[[ ENTRIES SUPPLIED, beginning ]]

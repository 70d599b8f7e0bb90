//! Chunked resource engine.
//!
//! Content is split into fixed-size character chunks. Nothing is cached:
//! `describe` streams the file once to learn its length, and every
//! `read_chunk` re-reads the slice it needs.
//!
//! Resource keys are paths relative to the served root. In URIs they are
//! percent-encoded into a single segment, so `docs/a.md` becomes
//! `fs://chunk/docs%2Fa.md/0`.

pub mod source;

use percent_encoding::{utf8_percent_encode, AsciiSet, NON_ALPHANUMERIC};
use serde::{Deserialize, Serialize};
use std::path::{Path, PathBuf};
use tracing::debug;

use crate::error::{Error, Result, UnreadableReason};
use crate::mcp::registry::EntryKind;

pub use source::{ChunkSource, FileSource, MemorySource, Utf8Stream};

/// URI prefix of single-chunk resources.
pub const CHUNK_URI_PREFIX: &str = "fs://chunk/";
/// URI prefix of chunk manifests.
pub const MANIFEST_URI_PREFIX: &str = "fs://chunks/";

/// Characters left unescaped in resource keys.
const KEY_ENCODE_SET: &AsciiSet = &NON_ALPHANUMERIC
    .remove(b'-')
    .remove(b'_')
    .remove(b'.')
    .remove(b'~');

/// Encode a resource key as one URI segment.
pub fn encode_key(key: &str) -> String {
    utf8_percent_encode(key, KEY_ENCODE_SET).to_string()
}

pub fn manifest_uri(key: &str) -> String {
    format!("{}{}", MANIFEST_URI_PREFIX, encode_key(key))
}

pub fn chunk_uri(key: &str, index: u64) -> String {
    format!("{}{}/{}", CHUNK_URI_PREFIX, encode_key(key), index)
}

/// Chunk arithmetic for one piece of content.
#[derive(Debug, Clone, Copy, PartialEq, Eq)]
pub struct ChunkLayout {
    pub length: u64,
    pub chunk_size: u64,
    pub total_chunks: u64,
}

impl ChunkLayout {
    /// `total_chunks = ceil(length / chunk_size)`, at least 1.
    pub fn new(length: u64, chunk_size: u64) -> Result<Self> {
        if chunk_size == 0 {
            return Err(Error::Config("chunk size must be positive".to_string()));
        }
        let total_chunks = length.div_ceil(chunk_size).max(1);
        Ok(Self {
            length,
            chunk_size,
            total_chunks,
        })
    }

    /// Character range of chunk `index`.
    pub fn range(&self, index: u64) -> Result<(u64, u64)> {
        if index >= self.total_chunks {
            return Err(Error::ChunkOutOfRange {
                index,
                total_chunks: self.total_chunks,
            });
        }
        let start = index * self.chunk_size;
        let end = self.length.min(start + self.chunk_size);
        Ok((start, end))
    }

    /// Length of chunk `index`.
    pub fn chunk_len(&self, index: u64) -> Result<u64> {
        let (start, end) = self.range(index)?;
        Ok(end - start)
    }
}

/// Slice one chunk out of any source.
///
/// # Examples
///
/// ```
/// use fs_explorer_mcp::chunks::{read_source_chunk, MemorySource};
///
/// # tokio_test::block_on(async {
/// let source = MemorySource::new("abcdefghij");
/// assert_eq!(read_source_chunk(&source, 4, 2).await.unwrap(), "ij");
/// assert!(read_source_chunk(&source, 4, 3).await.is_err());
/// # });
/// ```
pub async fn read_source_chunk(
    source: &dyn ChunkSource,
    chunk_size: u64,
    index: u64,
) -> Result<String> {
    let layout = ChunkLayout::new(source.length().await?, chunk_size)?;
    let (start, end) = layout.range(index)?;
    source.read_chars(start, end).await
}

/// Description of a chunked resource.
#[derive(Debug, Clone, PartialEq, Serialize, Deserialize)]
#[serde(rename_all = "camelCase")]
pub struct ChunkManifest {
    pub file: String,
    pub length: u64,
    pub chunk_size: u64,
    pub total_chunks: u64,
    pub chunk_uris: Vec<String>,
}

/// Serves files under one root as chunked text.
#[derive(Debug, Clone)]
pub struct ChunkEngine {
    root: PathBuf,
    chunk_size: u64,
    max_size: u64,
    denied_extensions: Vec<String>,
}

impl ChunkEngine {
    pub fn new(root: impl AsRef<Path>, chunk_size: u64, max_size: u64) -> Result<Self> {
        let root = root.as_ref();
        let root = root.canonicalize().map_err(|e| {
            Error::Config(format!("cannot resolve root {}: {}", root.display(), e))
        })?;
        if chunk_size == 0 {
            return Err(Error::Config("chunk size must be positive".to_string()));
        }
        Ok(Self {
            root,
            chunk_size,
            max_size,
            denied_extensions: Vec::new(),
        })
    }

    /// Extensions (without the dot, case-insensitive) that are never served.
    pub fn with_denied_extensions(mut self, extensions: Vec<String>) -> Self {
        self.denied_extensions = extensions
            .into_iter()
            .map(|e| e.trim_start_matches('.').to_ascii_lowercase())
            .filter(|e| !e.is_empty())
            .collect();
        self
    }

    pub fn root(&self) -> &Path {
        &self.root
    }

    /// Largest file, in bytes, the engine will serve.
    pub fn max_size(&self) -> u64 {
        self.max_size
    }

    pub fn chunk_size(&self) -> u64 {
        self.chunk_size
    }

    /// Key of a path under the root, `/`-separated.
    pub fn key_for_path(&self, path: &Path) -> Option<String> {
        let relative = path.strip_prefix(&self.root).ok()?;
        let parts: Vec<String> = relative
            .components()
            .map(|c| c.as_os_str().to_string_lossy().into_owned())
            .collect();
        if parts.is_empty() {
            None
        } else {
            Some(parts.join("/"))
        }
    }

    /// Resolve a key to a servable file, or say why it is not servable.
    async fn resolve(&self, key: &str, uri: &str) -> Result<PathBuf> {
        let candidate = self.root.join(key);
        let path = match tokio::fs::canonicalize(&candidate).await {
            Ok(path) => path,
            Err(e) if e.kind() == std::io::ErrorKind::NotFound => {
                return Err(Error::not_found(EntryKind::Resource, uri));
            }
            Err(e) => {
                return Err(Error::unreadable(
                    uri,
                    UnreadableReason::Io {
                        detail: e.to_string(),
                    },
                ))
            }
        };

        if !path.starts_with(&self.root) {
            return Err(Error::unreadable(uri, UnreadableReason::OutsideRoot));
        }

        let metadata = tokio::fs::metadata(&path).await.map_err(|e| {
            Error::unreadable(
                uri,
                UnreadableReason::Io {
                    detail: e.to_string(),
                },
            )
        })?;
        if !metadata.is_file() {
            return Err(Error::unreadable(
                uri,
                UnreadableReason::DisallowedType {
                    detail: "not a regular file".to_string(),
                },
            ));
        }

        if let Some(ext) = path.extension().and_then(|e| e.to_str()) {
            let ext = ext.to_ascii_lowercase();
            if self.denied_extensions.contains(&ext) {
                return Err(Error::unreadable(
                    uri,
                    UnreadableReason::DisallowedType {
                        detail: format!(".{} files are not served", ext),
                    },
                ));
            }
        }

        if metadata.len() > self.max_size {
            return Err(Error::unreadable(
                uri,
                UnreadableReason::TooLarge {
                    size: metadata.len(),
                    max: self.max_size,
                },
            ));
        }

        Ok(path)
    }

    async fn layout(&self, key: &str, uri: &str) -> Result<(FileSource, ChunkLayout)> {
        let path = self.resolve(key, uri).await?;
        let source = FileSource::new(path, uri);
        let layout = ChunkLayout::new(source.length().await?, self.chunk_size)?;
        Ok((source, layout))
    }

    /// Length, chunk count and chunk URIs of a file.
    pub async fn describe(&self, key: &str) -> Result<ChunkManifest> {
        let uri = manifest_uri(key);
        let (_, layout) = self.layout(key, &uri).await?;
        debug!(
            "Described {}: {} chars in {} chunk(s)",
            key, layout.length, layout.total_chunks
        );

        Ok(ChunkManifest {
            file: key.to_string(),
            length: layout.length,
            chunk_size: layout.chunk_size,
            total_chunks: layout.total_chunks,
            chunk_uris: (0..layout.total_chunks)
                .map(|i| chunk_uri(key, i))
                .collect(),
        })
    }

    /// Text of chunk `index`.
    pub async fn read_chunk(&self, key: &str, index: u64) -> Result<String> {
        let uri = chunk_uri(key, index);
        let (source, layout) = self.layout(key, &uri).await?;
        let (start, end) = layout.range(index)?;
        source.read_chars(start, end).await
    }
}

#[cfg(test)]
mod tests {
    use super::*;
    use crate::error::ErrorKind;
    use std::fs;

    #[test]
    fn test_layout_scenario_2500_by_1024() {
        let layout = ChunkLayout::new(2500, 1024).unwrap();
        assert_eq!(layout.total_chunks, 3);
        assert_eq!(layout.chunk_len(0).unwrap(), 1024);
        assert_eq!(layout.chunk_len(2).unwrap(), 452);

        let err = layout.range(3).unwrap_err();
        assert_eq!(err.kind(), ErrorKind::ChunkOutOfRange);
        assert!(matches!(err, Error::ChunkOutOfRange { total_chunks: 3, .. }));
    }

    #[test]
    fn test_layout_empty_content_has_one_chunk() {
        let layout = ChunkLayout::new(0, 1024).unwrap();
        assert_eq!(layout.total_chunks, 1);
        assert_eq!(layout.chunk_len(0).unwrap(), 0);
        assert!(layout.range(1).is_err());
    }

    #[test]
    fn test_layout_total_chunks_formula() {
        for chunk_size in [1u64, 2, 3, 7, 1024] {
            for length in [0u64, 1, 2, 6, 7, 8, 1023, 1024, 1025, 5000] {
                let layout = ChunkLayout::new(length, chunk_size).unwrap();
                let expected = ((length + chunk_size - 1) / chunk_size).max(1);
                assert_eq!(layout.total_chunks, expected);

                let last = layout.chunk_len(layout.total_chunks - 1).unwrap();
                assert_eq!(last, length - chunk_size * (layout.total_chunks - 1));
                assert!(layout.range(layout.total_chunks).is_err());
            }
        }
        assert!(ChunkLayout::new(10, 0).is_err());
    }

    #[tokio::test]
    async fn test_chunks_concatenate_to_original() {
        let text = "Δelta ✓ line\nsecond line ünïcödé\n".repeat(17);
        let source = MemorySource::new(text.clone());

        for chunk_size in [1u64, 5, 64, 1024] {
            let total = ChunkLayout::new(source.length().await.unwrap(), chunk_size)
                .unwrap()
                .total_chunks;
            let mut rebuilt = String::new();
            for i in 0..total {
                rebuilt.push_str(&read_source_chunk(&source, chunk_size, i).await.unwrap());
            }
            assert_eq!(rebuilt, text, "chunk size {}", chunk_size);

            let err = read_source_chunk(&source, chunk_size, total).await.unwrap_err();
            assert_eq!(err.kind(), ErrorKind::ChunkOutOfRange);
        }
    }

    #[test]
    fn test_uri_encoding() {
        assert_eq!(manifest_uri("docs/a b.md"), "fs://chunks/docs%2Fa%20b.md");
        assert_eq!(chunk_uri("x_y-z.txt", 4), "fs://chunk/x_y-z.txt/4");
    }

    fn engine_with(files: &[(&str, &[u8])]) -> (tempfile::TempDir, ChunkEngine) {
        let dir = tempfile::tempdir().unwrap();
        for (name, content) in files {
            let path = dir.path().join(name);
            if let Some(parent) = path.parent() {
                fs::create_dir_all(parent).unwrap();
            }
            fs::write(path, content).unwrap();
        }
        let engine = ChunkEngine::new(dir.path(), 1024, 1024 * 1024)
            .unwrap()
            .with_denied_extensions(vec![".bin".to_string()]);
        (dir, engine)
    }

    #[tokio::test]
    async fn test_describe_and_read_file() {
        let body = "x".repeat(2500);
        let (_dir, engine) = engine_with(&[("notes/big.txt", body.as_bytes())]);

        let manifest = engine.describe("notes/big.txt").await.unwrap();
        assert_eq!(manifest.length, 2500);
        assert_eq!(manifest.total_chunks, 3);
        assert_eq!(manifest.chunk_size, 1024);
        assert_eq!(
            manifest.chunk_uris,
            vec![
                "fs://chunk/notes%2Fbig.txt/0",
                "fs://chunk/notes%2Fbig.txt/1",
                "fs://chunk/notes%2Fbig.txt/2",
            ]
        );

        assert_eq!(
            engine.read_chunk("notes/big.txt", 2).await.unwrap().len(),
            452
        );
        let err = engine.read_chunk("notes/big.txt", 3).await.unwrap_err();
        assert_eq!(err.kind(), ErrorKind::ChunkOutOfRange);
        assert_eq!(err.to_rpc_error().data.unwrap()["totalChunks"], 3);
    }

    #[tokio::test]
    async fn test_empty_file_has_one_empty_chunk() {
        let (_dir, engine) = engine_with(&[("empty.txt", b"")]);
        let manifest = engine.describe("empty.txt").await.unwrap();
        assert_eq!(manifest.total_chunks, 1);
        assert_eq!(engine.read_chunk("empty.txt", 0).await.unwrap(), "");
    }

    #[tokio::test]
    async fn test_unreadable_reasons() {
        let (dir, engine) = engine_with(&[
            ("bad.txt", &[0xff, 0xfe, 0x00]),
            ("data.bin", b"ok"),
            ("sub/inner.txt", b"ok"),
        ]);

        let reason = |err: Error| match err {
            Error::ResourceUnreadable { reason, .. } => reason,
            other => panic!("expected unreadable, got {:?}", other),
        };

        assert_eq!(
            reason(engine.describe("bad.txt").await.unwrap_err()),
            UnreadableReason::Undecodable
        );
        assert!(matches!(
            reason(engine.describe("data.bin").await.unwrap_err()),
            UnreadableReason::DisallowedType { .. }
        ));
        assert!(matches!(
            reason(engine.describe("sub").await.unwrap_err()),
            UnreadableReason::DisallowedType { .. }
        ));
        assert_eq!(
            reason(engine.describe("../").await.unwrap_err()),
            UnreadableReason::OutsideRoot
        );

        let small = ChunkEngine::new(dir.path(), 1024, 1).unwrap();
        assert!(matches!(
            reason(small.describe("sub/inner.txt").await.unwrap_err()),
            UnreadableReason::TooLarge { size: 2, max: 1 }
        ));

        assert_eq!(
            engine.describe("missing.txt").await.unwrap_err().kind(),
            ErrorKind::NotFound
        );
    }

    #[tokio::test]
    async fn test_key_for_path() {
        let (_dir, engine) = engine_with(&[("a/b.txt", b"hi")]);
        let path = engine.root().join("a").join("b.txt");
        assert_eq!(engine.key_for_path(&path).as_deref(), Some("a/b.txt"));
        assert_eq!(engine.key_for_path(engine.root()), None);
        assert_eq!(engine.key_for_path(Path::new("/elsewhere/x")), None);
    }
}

[[ ENTRIES SUPPLIED, end ]]

**WORK ITEM:** Tell me how many lines in the entries contain the string "format", and give nothing besides that number.

**TASK RESPONSE:** 4